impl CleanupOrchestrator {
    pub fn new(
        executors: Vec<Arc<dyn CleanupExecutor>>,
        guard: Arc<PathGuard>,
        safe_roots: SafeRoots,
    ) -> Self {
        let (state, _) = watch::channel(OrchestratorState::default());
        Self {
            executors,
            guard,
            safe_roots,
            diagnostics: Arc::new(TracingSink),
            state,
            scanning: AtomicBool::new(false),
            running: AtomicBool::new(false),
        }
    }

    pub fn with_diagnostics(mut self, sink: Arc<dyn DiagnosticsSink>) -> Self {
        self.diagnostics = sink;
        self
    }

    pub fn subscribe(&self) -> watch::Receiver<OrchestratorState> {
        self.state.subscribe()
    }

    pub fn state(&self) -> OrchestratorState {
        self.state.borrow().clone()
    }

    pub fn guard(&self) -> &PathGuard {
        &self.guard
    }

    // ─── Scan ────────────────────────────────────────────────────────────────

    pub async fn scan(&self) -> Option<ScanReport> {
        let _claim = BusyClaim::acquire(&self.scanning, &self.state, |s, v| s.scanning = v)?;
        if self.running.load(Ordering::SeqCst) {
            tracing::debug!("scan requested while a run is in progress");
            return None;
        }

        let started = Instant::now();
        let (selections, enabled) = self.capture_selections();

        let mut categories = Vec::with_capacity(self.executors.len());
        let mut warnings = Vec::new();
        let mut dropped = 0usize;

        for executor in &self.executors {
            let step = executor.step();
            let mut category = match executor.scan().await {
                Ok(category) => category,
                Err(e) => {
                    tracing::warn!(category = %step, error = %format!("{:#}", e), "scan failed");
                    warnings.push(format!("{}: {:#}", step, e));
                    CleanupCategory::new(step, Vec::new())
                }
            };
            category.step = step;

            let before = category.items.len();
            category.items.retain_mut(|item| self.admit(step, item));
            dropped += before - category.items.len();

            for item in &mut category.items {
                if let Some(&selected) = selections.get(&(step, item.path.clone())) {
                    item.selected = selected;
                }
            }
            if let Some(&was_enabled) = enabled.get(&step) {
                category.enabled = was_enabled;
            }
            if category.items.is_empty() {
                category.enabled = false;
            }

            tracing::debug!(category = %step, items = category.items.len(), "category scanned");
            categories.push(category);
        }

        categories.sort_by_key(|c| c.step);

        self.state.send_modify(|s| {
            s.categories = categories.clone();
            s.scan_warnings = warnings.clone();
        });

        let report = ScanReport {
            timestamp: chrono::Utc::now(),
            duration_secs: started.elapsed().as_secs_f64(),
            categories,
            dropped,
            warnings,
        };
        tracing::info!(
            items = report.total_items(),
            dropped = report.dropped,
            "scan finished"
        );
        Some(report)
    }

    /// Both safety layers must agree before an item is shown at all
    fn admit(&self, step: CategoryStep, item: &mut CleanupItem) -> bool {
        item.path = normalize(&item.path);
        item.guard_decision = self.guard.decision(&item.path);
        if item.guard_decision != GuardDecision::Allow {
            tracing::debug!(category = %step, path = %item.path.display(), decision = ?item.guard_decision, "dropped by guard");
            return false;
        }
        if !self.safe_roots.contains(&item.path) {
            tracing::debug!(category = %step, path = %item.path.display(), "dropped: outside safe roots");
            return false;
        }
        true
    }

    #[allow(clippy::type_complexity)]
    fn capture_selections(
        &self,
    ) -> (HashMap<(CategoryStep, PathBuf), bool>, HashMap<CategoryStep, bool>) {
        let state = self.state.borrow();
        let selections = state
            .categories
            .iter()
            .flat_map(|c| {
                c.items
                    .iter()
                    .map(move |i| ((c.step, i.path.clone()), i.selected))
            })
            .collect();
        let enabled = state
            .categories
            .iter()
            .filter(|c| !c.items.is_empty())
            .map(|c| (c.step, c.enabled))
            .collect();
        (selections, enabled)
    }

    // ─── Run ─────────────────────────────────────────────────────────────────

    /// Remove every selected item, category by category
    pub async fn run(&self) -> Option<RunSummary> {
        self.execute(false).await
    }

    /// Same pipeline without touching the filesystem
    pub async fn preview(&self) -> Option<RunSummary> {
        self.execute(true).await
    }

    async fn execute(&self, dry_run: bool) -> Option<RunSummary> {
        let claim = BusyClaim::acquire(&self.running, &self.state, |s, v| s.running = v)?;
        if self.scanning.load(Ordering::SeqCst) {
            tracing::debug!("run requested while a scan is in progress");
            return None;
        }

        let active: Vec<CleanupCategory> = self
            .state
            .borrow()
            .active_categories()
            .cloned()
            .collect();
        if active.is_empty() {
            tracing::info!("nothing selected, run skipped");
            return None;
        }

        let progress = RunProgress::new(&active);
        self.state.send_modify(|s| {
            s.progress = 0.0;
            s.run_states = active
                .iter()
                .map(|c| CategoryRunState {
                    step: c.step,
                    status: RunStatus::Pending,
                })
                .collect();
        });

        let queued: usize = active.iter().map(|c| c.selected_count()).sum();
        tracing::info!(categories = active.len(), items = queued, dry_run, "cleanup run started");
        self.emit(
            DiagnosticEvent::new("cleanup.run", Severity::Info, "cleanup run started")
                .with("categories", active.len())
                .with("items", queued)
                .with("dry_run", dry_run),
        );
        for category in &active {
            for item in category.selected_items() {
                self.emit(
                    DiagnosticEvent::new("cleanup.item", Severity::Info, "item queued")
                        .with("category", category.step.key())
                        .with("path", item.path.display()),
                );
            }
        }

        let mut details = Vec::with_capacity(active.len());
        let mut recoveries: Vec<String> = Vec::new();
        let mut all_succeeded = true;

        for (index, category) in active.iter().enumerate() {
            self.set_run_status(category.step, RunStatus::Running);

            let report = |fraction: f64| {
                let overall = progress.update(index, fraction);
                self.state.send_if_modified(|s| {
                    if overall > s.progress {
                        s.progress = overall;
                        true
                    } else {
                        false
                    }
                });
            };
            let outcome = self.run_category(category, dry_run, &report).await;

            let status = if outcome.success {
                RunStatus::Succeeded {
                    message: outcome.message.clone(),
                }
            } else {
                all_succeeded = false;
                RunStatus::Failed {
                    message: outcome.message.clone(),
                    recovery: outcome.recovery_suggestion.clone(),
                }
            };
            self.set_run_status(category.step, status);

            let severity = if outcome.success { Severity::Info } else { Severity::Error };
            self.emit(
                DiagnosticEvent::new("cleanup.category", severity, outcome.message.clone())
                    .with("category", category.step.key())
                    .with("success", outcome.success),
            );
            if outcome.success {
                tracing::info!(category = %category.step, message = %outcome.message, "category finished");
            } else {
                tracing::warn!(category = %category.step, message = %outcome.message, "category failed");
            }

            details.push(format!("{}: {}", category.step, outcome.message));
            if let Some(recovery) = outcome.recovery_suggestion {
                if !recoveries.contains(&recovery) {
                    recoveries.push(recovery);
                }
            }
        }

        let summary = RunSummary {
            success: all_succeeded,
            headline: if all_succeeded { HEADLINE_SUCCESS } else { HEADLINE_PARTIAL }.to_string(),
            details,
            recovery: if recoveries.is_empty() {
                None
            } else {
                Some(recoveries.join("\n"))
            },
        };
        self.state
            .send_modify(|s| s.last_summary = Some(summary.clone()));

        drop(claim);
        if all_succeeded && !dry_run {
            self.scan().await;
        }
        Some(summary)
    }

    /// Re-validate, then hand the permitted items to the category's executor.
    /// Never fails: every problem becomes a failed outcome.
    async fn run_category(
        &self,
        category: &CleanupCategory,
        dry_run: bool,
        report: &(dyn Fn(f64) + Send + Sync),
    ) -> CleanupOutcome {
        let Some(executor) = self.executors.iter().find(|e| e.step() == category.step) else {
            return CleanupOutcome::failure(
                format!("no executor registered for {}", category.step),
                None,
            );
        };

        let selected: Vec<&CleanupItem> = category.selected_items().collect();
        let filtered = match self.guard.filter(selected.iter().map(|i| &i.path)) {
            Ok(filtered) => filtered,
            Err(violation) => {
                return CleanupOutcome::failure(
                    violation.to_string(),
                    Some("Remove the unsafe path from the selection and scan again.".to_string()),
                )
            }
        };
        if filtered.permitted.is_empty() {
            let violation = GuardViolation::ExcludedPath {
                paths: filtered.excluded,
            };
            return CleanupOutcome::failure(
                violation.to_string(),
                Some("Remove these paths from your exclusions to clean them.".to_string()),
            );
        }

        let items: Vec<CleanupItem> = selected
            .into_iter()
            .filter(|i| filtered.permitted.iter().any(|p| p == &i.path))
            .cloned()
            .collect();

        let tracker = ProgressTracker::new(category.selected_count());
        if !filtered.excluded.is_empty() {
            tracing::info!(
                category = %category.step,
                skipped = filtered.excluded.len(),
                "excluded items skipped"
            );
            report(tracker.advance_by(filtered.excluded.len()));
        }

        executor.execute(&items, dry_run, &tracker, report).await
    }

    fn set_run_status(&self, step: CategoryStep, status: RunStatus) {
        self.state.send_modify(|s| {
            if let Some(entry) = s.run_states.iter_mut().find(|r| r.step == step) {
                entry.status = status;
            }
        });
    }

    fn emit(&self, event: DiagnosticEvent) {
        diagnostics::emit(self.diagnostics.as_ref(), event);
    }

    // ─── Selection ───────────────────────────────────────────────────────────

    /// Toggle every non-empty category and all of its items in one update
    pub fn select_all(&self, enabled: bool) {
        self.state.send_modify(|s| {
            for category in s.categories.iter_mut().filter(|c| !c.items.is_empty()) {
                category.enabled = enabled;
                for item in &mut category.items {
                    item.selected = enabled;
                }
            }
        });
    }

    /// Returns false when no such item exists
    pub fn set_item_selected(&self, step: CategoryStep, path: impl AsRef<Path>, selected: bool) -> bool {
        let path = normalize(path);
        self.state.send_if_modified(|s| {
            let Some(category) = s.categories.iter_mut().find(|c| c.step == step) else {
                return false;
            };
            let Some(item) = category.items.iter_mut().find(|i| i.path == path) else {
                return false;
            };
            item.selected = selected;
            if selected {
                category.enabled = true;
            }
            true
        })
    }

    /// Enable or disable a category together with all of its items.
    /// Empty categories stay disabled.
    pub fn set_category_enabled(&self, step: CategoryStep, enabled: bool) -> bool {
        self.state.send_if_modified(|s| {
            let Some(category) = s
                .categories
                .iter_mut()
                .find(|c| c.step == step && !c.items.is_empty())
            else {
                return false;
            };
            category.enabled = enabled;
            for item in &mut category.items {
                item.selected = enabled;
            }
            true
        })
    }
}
__________
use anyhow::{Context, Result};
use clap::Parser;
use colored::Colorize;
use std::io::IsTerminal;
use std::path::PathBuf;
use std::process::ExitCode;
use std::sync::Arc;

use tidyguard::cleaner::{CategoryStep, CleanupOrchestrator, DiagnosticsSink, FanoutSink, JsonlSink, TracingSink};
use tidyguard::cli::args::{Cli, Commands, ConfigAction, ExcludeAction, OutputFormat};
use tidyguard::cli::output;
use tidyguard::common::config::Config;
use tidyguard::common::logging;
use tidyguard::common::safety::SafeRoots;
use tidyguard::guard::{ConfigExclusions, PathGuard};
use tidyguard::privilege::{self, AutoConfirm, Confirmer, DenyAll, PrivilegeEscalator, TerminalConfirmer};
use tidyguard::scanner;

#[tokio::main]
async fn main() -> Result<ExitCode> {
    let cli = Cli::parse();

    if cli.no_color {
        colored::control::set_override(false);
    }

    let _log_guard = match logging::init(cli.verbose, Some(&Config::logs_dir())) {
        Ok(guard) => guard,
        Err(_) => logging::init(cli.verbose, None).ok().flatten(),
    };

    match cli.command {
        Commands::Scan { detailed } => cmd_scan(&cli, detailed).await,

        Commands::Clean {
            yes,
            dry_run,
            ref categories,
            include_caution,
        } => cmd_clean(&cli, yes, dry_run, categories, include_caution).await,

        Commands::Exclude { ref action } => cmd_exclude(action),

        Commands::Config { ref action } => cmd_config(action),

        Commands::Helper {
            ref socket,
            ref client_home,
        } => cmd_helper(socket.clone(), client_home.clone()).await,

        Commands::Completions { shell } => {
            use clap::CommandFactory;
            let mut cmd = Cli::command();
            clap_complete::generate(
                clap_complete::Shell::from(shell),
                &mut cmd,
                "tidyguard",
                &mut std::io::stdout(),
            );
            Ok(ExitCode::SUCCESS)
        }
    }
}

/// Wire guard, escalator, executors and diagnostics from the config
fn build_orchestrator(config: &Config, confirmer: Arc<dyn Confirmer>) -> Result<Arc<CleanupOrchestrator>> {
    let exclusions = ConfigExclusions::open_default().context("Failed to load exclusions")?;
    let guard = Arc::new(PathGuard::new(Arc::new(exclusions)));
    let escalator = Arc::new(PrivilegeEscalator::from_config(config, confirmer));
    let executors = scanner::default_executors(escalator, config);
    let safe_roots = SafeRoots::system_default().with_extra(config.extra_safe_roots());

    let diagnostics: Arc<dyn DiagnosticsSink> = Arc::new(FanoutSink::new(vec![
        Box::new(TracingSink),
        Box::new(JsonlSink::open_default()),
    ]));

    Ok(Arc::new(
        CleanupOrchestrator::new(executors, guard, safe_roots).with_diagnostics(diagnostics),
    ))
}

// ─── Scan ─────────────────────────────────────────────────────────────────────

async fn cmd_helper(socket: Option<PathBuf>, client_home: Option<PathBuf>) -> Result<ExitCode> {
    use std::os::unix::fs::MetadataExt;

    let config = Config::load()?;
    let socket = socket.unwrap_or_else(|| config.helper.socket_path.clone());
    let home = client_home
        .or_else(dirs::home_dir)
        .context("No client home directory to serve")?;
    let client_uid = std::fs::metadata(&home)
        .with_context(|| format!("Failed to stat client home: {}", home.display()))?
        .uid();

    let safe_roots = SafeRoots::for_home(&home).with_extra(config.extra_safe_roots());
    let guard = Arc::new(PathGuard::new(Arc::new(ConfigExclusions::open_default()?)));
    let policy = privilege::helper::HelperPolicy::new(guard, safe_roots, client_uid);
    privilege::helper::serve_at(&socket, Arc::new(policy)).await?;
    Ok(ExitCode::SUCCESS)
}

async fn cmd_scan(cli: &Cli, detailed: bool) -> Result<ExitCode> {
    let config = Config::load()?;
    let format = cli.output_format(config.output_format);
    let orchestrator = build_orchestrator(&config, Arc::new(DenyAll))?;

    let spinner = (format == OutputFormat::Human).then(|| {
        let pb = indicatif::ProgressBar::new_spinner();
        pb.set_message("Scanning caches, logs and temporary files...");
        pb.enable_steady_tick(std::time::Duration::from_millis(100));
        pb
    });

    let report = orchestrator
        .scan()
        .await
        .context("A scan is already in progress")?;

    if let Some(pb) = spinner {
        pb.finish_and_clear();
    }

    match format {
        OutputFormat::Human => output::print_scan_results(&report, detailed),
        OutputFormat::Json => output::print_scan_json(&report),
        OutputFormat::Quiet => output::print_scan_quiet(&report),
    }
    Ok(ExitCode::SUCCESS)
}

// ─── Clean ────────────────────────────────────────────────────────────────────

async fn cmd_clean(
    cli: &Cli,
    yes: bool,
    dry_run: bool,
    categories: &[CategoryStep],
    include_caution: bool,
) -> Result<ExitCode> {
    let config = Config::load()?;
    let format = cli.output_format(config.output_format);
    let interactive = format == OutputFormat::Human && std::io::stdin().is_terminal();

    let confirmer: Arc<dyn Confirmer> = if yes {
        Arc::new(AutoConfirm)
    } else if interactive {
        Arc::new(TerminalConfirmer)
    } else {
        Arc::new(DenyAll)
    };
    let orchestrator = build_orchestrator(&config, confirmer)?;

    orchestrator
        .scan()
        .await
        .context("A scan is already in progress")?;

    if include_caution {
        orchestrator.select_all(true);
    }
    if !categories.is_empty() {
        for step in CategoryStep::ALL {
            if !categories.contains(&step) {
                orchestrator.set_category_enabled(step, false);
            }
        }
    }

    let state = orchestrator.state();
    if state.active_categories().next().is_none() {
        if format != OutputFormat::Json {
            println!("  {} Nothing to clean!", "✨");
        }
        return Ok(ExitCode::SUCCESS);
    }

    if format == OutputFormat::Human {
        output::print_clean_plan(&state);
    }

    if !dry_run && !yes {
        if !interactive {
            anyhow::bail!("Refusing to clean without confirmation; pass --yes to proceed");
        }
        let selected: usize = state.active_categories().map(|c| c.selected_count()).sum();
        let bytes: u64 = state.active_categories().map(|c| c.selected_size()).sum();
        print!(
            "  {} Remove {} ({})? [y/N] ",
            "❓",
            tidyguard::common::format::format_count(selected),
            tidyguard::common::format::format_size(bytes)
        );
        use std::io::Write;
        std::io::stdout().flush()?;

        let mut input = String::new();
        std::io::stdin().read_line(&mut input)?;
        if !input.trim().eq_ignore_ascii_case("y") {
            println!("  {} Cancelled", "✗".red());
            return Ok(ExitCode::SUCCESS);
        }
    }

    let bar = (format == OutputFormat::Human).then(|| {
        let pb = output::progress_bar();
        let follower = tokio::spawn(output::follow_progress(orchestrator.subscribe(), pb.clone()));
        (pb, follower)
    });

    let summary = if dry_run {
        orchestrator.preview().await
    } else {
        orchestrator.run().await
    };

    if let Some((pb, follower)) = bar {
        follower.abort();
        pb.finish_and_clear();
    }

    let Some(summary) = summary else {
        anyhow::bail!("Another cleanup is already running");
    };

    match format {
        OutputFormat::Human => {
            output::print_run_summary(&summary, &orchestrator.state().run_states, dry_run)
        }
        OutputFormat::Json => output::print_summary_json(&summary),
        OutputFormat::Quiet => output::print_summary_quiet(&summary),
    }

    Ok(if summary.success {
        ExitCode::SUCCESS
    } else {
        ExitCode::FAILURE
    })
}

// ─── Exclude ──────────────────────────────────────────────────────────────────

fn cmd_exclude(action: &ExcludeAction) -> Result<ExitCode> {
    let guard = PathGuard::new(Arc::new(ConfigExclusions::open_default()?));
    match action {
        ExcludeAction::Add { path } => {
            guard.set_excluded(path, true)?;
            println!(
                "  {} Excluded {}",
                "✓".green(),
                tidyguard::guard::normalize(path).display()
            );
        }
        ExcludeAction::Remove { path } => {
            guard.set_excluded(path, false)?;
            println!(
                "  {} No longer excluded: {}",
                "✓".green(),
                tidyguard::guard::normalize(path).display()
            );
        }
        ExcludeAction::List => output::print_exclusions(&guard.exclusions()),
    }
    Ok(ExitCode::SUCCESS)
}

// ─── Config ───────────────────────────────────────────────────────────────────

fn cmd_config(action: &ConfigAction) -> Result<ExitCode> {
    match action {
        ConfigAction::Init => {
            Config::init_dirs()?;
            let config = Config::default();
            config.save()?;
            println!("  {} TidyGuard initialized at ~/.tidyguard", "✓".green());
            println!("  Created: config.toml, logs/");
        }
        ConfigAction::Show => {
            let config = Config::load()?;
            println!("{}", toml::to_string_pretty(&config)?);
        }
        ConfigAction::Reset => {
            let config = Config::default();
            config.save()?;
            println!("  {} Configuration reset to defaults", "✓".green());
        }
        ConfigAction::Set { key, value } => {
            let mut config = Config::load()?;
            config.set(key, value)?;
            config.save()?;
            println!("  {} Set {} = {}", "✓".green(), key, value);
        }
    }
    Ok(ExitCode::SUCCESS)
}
__________
• _Task objective_
Please return only the lines above, starting at the line that has "pub fn set_item_selected(&self, step: CategoryStep, path: impl" and ending at the line that has "let Some(item) = category.items.iter_mut().find(|i|", keeping both and leaving each one unchanged.

• _Reply to the task_
    pub fn set_item_selected(&self, step: CategoryStep, path: impl AsRef<Path>, selected: bool) -> bool {
        let path = normalize(path);
        self.state.send_if_modified(|s| {
            let Some(category) = s.categories.iter_mut().find(|c| c.step == step) else {
                return false;
            };
            let Some(item) = category.items.iter_mut().find(|i| i.path == path) else {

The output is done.